This Amendment amends the Schedule 13D filed on July 17, 2018 by Greenstar LP, GCIC, Constellation Brands Canada Holdings ULC, Constellation Capital LLC, Constellation International Holdings Limited and Constellation (the “Initial Schedule 13D”), as the Initial Schedule 13D was amended by (i) Amendment No. 1 filed on August 16, 2018 (the “First Amendment”), by the Reporting Persons, (ii) Amendment No. 2 filed on November 2, 2018 (the “Second Amendment”) by CBG and Constellation and (iii) Amendment No. 3 filed on December 3, 2018 (the “Third Amendment” and together with the First Amendment, the Second Amendment and the Initial Schedule 13D, the “Schedule 13D”) by Greenstar LP, GCIC, Constellation Brands Canada Holdings ULC, Constellation Capital LLC, Constellation International Holdings Limited and Constellation.

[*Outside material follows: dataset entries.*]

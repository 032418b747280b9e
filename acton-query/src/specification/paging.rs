//! Paging bounds
//!
//! Callers think in 1-indexed pages; data sources think in skip/take. This
//! module translates between the two and rejects page parameters that can
//! never produce a valid page.
//!
//! # Example
//!
//! ```rust
//! use acton_query::specification::Paging;
//!
//! let paging = Paging::from_page(3, 25, 100).unwrap();
//! assert_eq!(paging.skip, 50);
//! assert_eq!(paging.take, 25);
//!
//! assert!(Paging::from_page(0, 25, 100).is_err());
//! assert!(Paging::from_page(1, -5, 100).is_err());
//! ```

use serde::{Deserialize, Serialize};

use crate::repository::{RepositoryError, RepositoryOperation, RepositoryResult};

/// Default number of items per page
pub const DEFAULT_PAGE_SIZE: u32 = 20;

/// Maximum allowed items per page
pub const MAX_PAGE_SIZE: u32 = 100;

/// Skip/take bounds applied after filtering and ordering
#[derive(Debug, Clone, Copy, PartialEq, Eq, Hash, Serialize, Deserialize)]
pub struct Paging {
    /// Number of entities to skip
    pub skip: u64,
    /// Maximum number of entities to return
    pub take: u64,
}

impl Paging {
    /// Raw skip/take bounds
    #[must_use]
    pub const fn new(skip: u64, take: u64) -> Self {
        Self { skip, take }
    }

    /// Translate a 1-indexed page into skip/take
    ///
    /// Both `page` and `size` must be positive and `size` may not exceed
    /// `max_size`. Failures name the offending parameter.
    pub fn from_page(page: i64, size: i64, max_size: u32) -> RepositoryResult<Self> {
        if page < 1 {
            return Err(invalid(
                "page",
                format!("must be a positive integer, got {}", page),
            ));
        }
        if size < 1 {
            return Err(invalid(
                "page_size",
                format!("must be a positive integer, got {}", size),
            ));
        }
        if size > i64::from(max_size) {
            return Err(invalid(
                "page_size",
                format!("must not exceed {}, got {}", max_size, size),
            ));
        }
        // Both are positive here, so the casts are lossless.
        let (page, size) = (page as u64, size as u64);
        let skip = (page - 1)
            .checked_mul(size)
            .ok_or_else(|| invalid("page", format!("page {} is out of range", page)))?;
        Ok(Self { skip, take: size })
    }

    /// The 1-indexed page these bounds describe
    ///
    /// Exact for bounds produced by [`from_page`](Self::from_page); other
    /// bounds report the page holding their first item.
    #[must_use]
    pub fn page_number(&self) -> u64 {
        if self.take == 0 {
            1
        } else {
            self.skip / self.take + 1
        }
    }
}

fn invalid(field: &str, message: String) -> RepositoryError {
    RepositoryError::invalid_argument(RepositoryOperation::BuildSpecification, field, message)
}

/// Settings that shape how page requests are translated
#[derive(Debug, Clone, Copy, PartialEq, Eq)]
pub struct QuerySettings {
    /// Page size used when only a page number is given
    pub default_page_size: u32,
    /// Largest page size a caller may request
    pub max_page_size: u32,
    /// Deepest hierarchy the assembler will walk
    pub max_tree_depth: usize,
}

impl Default for QuerySettings {
    fn default() -> Self {
        Self {
            default_page_size: DEFAULT_PAGE_SIZE,
            max_page_size: MAX_PAGE_SIZE,
            max_tree_depth: crate::hierarchy::DEFAULT_MAX_DEPTH,
        }
    }
}

/// Optional page parameters as a caller supplies them
///
/// Values are signed so that negative input reaches validation instead of
/// failing to parse somewhere upstream.
///
/// # Example
///
/// ```rust
/// use acton_query::specification::{PageRequest, QuerySettings};
///
/// let settings = QuerySettings::default();
///
/// assert_eq!(PageRequest::default().resolve(&settings).unwrap(), None);
///
/// let paging = PageRequest::new(Some(2), None).resolve(&settings).unwrap().unwrap();
/// assert_eq!((paging.skip, paging.take), (20, 20));
/// ```
#[derive(Debug, Clone, Copy, Default, PartialEq, Eq, Serialize, Deserialize)]
pub struct PageRequest {
    /// Page number (1-indexed)
    #[serde(skip_serializing_if = "Option::is_none")]
    pub page: Option<i64>,
    /// Number of items per page
    #[serde(skip_serializing_if = "Option::is_none")]
    pub page_size: Option<i64>,
}

impl PageRequest {
    /// Create a page request
    #[must_use]
    pub const fn new(page: Option<i64>, page_size: Option<i64>) -> Self {
        Self { page, page_size }
    }

    /// Whether either parameter was supplied
    #[must_use]
    pub fn is_requested(&self) -> bool {
        self.page.is_some() || self.page_size.is_some()
    }

    /// Apply defaults and validate
    ///
    /// Returns `None` when neither parameter was supplied. A page without a
    /// size uses the default size; a size without a page means page 1.
    pub fn resolve(&self, settings: &QuerySettings) -> RepositoryResult<Option<Paging>> {
        if !self.is_requested() {
            return Ok(None);
        }
        let page = self.page.unwrap_or(1);
        let size = self
            .page_size
            .unwrap_or_else(|| i64::from(settings.default_page_size));
        Paging::from_page(page, size, settings.max_page_size).map(Some)
    }
}

#[cfg(test)]
mod tests {
    use super::*;
    use crate::repository::RepositoryErrorKind;

    #[test]
    fn test_from_page_first_page() {
        assert_eq!(Paging::from_page(1, 10, 100).unwrap(), Paging::new(0, 10));
    }

    #[test]
    fn test_from_page_offset() {
        assert_eq!(Paging::from_page(4, 15, 100).unwrap(), Paging::new(45, 15));
    }

    #[test]
    fn test_zero_or_negative_page_rejected() {
        for page in [0, -1, i64::MIN] {
            let error = Paging::from_page(page, 10, 100).unwrap_err();
            assert_eq!(error.kind, RepositoryErrorKind::InvalidArgument);
            assert_eq!(error.field.as_deref(), Some("page"));
        }
    }

    #[test]
    fn test_zero_or_negative_size_rejected() {
        for size in [0, -10] {
            let error = Paging::from_page(1, size, 100).unwrap_err();
            assert_eq!(error.field.as_deref(), Some("page_size"));
        }
    }

    #[test]
    fn test_size_above_max_rejected() {
        let error = Paging::from_page(1, 101, 100).unwrap_err();
        assert_eq!(error.field.as_deref(), Some("page_size"));
        assert!(error.message.contains("must not exceed 100"));
        assert!(Paging::from_page(1, 100, 100).is_ok());
    }

    #[test]
    fn test_overflowing_page_rejected() {
        let error = Paging::from_page(i64::MAX, 100, 100).unwrap_err();
        assert_eq!(error.kind, RepositoryErrorKind::InvalidArgument);
        assert_eq!(error.field.as_deref(), Some("page"));
    }

    #[test]
    fn test_page_number_round_trip() {
        assert_eq!(Paging::from_page(7, 20, 100).unwrap().page_number(), 7);
        assert_eq!(Paging::new(0, 0).page_number(), 1);
    }

    #[test]
    fn test_page_request_defaults() {
        let settings = QuerySettings {
            default_page_size: 5,
            ..QuerySettings::default()
        };
        assert_eq!(PageRequest::default().resolve(&settings).unwrap(), None);
        assert_eq!(
            PageRequest::new(Some(3), None).resolve(&settings).unwrap(),
            Some(Paging::new(10, 5))
        );
        assert_eq!(
            PageRequest::new(None, Some(8)).resolve(&settings).unwrap(),
            Some(Paging::new(0, 8))
        );
    }

    #[test]
    fn test_page_request_validates() {
        let settings = QuerySettings::default();
        let negative_page = PageRequest::new(Some(-2), Some(10));
        assert!(negative_page.resolve(&settings).is_err());
        let empty_page = PageRequest::new(Some(1), Some(0));
        assert!(empty_page.resolve(&settings).is_err());
    }
}
//! Crate-level error type and user-facing error bodies

use serde::{Deserialize, Serialize};
use thiserror::Error;

use crate::repository::{RepositoryError, RepositoryErrorKind};

/// Result type alias using the crate error
pub type Result<T> = std::result::Result<T, Error>;

/// Main error type for the crate
///
/// Large error variants are boxed to reduce stack size
#[derive(Debug, Error)]
pub enum Error {
    /// Configuration error
    #[error("Configuration error: {0}")]
    Config(Box<figment::Error>),

    /// Query core error with operation context
    #[error("{0}")]
    Repository(RepositoryError),

    /// I/O error
    #[error("I/O error: {0}")]
    Io(#[from] std::io::Error),

    /// Tracing subscriber could not be installed
    #[error("Tracing error: {0}")]
    Tracing(String),
}

impl Error {
    /// Stable machine-readable code for this error
    pub fn code(&self) -> &'static str {
        match self {
            Error::Config(_) => "CONFIG_ERROR",
            Error::Repository(e) => repository_code(e.kind),
            Error::Io(_) => "IO_ERROR",
            Error::Tracing(_) => "TRACING_ERROR",
        }
    }

    /// The repository error, if this wraps one
    pub fn as_repository(&self) -> Option<&RepositoryError> {
        match self {
            Error::Repository(e) => Some(e),
            _ => None,
        }
    }
}

fn repository_code(kind: RepositoryErrorKind) -> &'static str {
    match kind {
        RepositoryErrorKind::InvalidArgument => "INVALID_ARGUMENT",
        RepositoryErrorKind::NotFound => "NOT_FOUND",
        RepositoryErrorKind::AlreadyExists => "ALREADY_EXISTS",
        RepositoryErrorKind::Cancelled => "CANCELLED",
        RepositoryErrorKind::CycleDetected | RepositoryErrorKind::DepthExceeded => {
            "INVALID_HIERARCHY"
        }
        RepositoryErrorKind::Unexpected => "UNEXPECTED",
    }
}

impl From<figment::Error> for Error {
    fn from(err: figment::Error) -> Self {
        Error::Config(Box::new(err))
    }
}

impl From<RepositoryError> for Error {
    fn from(err: RepositoryError) -> Self {
        Error::Repository(err)
    }
}

/// Error body safe to show to a caller
///
/// Repository errors are reduced to their user message, so source failures
/// never leak internal detail.
#[derive(Debug, Clone, PartialEq, Eq, Serialize, Deserialize)]
pub struct ErrorResponse {
    /// Error message
    pub error: String,

    /// Error code
    pub code: String,

    /// Offending input field
    #[serde(skip_serializing_if = "Option::is_none")]
    pub field: Option<String>,
}

impl ErrorResponse {
    /// Create a new error response
    pub fn new(code: impl Into<String>, error: impl Into<String>) -> Self {
        Self {
            error: error.into(),
            code: code.into(),
            field: None,
        }
    }
}

impl From<&RepositoryError> for ErrorResponse {
    fn from(err: &RepositoryError) -> Self {
        Self {
            error: err.user_message(),
            code: repository_code(err.kind).to_string(),
            field: err.field.clone(),
        }
    }
}

impl From<&Error> for ErrorResponse {
    fn from(err: &Error) -> Self {
        match err {
            Error::Repository(e) => Self::from(e),
            other => Self::new(other.code(), other.to_string()),
        }
    }
}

Item 1. Security and Issuer.
Item 1 of the Schedule 13D is hereby amended and restated in its entirety as follows:
The title and class of equity securities to which this Amendment relates is the Common Shares, no par value (the “Common Shares”), of Canopy Growth Corporation, a company organized and existing under the laws of Canada (the “Issuer” or “Canopy”). The principal executive offices of the Issuer are located at 1 Hershey Drive, Smiths Falls, Ontario Canada, K7A 0A8.
Item 2. Identity and Background.
Paragraphs (a) – (c) of Item 2 of the Schedule 13D is hereby revised and supplemented with the following:
(a) – (c) The principal office address or business address of Greenstar LP and of GCIC is 1055 West Hastings Street, Suite 1700, Vancouver, British Columbia Canada, V6E 2E9.
Current information concerning the identity and background of each executive officer and director of CBG, GCIC, Constellation Brands Canada Holdings ULC, Constellation Capital LLC, Constellation International Holdings Limited and Constellation is set forth onAnnex A (collectively, the “Covered Persons”), attached hereto and incorporated herein by reference.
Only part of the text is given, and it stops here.